At what point in your previous (stressful) job, did you realize that you needed to leave and embark on something new?
I was an art director in New York, but I didn’t feel like it had meaning. I loved the creative side but I wasn’t doing anything great for the world. A lot of the accounts I dealt with were pharmaceutical and cosmetics (Lancombe, L’Oreal). The philosophy wasn’t aligning with me, so I went to study Ayurvedic medicine in Seattle. I eventually quit my job and went to India.
Did you quit and start afresh or, begin The Mystic Masala gradually? What was the transition like?
When I was living in New York it was happening on the side. I was in and out of advertising while developing a product line and building relationships with a women’s collective in Nepal. I travelled back and forth between New York and Seattle but ended up moving from New York to Vancouver. At that time I committed to Mystic Masala. I had already been selling products to stores in New York, but had to start again in Canada. Pamela Chatry’s support helped me to grow the business.
What tools or principles did you take from your previous career and apply to The Mystic Masala?
I designed all my own packaging since I had advertising savvy about putting out a product line. It was a blessing and a curse; it ended up being a one-person show. Now I know it can’t be all on my own – it was a good lesson.
What was a pivotal learning experience (negative or positive) while building your brand?
You really can’t do it all; you can’t control every part of business. I didn’t know where to begin to find a way to build a team. Assistants are important, but a business manager or someone more knowledgeable in specific areas than you is also important. I had on too many hats.
What are a few takeaways in building a successful business from the ground up?
For a creative entrepreneur, having structure is very important. That and a business plan – get solid groundwork in place or hire someone to help you do it. You must be the leader and learn every aspect, but that doesn’t mean you need to do every aspect. I also learned that there’s a right time to sell a company. When I sold Mystic Masala, I was at a point where I had to either go really big or close the doors.
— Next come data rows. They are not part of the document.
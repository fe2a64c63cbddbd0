//! Core types for the Royal Biryani Co. storefront.
//!
//! This module provides type-safe wrappers for common domain concepts.

pub mod cart;
pub mod id;
pub mod item;
pub mod phone;
pub mod pincode;
pub mod price;
pub mod spice;

pub use cart::{Cart, CartLine};
pub use id::OrderId;
pub use item::CatalogItem;
pub use phone::{Phone, PhoneError};
pub use pincode::{Pincode, PincodeError};
pub use price::Price;
pub use spice::{SpiceLevel, SpiceLevelError};
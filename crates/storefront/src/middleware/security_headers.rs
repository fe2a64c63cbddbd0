//! Security headers middleware.
//!
//! Adds restrictive security headers to all responses. The CSP allows
//! scripts from self and the HTMX CDN; geolocation stays enabled for the
//! location widget, everything else in the Permissions-Policy is denied.

use axum::{
    extract::Request,
    http::{
        HeaderName, HeaderValue,
        header::{
            CONTENT_SECURITY_POLICY, REFERRER_POLICY, X_CONTENT_TYPE_OPTIONS, X_FRAME_OPTIONS,
        },
    },
    middleware::Next,
    response::Response,
};

/// Add security headers to all responses.
///
/// Headers applied:
/// - `X-Frame-Options: DENY` - Prevent clickjacking
/// - `X-Content-Type-Options: nosniff` - Prevent MIME sniffing
/// - `Referrer-Policy: no-referrer` - Zero referrer leakage
/// - `Content-Security-Policy` - Strict CSP, loosened only for the HTMX CDN
/// - `Permissions-Policy` - Deny all sensitive features except geolocation
/// - `Cross-Origin-Opener-Policy: same-origin` - Process isolation
/// - `Cross-Origin-Resource-Policy: same-origin` - Resource isolation
pub async fn security_headers_middleware(request: Request, next: Next) -> Response {
    let mut response = next.run(request).await;
    let headers = response.headers_mut();

    // Prevent clickjacking
    headers.insert(X_FRAME_OPTIONS, HeaderValue::from_static("DENY"));

    // Prevent MIME sniffing
    headers.insert(X_CONTENT_TYPE_OPTIONS, HeaderValue::from_static("nosniff"));

    // Zero referrer leakage
    headers.insert(REFERRER_POLICY, HeaderValue::from_static("no-referrer"));

    headers.insert(
        CONTENT_SECURITY_POLICY,
        HeaderValue::from_static(
            "default-src 'none'; \
             script-src 'self' https://unpkg.com; \
             style-src 'self'; \
             font-src 'self'; \
             img-src 'self'; \
             connect-src 'self'; \
             frame-src 'none'; \
             object-src 'none'; \
             base-uri 'self'; \
             form-action 'self'; \
             frame-ancestors 'none'",
        ),
    );

    // Geolocation stays available to the location widget
    headers.insert(
        HeaderName::from_static("permissions-policy"),
        HeaderValue::from_static(
            "accelerometer=(), \
             autoplay=(), \
             camera=(), \
             display-capture=(), \
             fullscreen=(), \
             geolocation=(self), \
             gyroscope=(), \
             magnetometer=(), \
             microphone=(), \
             midi=(), \
             payment=(), \
             picture-in-picture=(), \
             usb=(), \
             web-share=()",
        ),
    );

    // Cross-Origin policies for isolation
    headers.insert(
        HeaderName::from_static("cross-origin-opener-policy"),
        HeaderValue::from_static("same-origin"),
    );

    headers.insert(
        HeaderName::from_static("cross-origin-resource-policy"),
        HeaderValue::from_static("same-origin"),
    );

    response
}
I’m now doing business differently with The Spice Life because I have a partner. We have very complimentary skills – she’s savvy in finances while I specialize in creative and advertising. Working together we can take the business to a bigger level than we could as individuals.
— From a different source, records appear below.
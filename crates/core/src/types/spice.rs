//! Spice level for an order line.

use core::fmt;

use serde::{Deserialize, Serialize};

/// Error returned when parsing a [`SpiceLevel`] from a string.
#[derive(thiserror::Error, Debug, Clone)]
#[error("unknown spice level: {0}")]
pub struct SpiceLevelError(pub String);

/// Spice level chosen per order line at checkout.
///
/// Lines rehydrated from a cart snapshot that predates the spice selection
/// default to `Medium`.
#[derive(Debug, Clone, Copy, PartialEq, Eq, Hash, Default, Serialize, Deserialize)]
pub enum SpiceLevel {
    Mild,
    #[default]
    Medium,
    Royal,
}

impl SpiceLevel {
    /// All levels, in menu order.
    pub const ALL: [Self; 3] = [Self::Mild, Self::Medium, Self::Royal];

    /// Stable identifier used in form values and JSON.
    #[must_use]
    pub const fn as_str(&self) -> &'static str {
        match self {
            Self::Mild => "Mild",
            Self::Medium => "Medium",
            Self::Royal => "Royal",
        }
    }

    /// Human-readable label for the spice select.
    #[must_use]
    pub const fn label(&self) -> &'static str {
        match self {
            Self::Mild => "Mild",
            Self::Medium => "Medium",
            Self::Royal => "Royal (Spicy)",
        }
    }
}

impl fmt::Display for SpiceLevel {
    fn fmt(&self, f: &mut fmt::Formatter<'_>) -> fmt::Result {
        f.write_str(self.as_str())
    }
}

impl std::str::FromStr for SpiceLevel {
    type Err = SpiceLevelError;

    fn from_str(s: &str) -> Result<Self, Self::Err> {
        match s {
            "Mild" => Ok(Self::Mild),
            "Medium" => Ok(Self::Medium),
            "Royal" => Ok(Self::Royal),
            other => Err(SpiceLevelError(other.to_owned())),
        }
    }
}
I also realized I used to be very attached to specific creative ideas, now I’m much more open to seeing the bigger picture. Is that creative idea actually viable? It might serve your ego but not your business. I learned the lesson of letting go of something beautiful. You’ll never know what the next beautiful thing will be if you don’t walk away from something beautiful that isn’t necessarily serving you. I compare it to holding on to a beautiful pair of shoes that hurt your feet.
About Glynnis Osher
Glynnis is on faculty at the Vancouver School of Bodywork & Massage teaching Ayurvedic self-care, aromatherapy, and Indian Head Massage. She founded The Mystic Masala Ayurvedic Aromatherapy Inc., an aromatherapy company that she sold in 2015.
Glynnis has refocused her energy on launching The Spice Life, another of her business dreams. The Spice Life will offer an uplifting on and offline learning experience in the art and science of Ayurvedic aromanutrition. Glynnis has been mixing up spice blends, potions and lotions in her kitchen apothecary from a very young age and she loves to work with the wisdom of the aromatic herbs, spices, and flowers where beauty in nature is an inspiration for her.
Glynnis is co-author of the book Your Irresistible Life: 4 Seasons of Self-Care through Ayurveda and Yoga Practices that Work.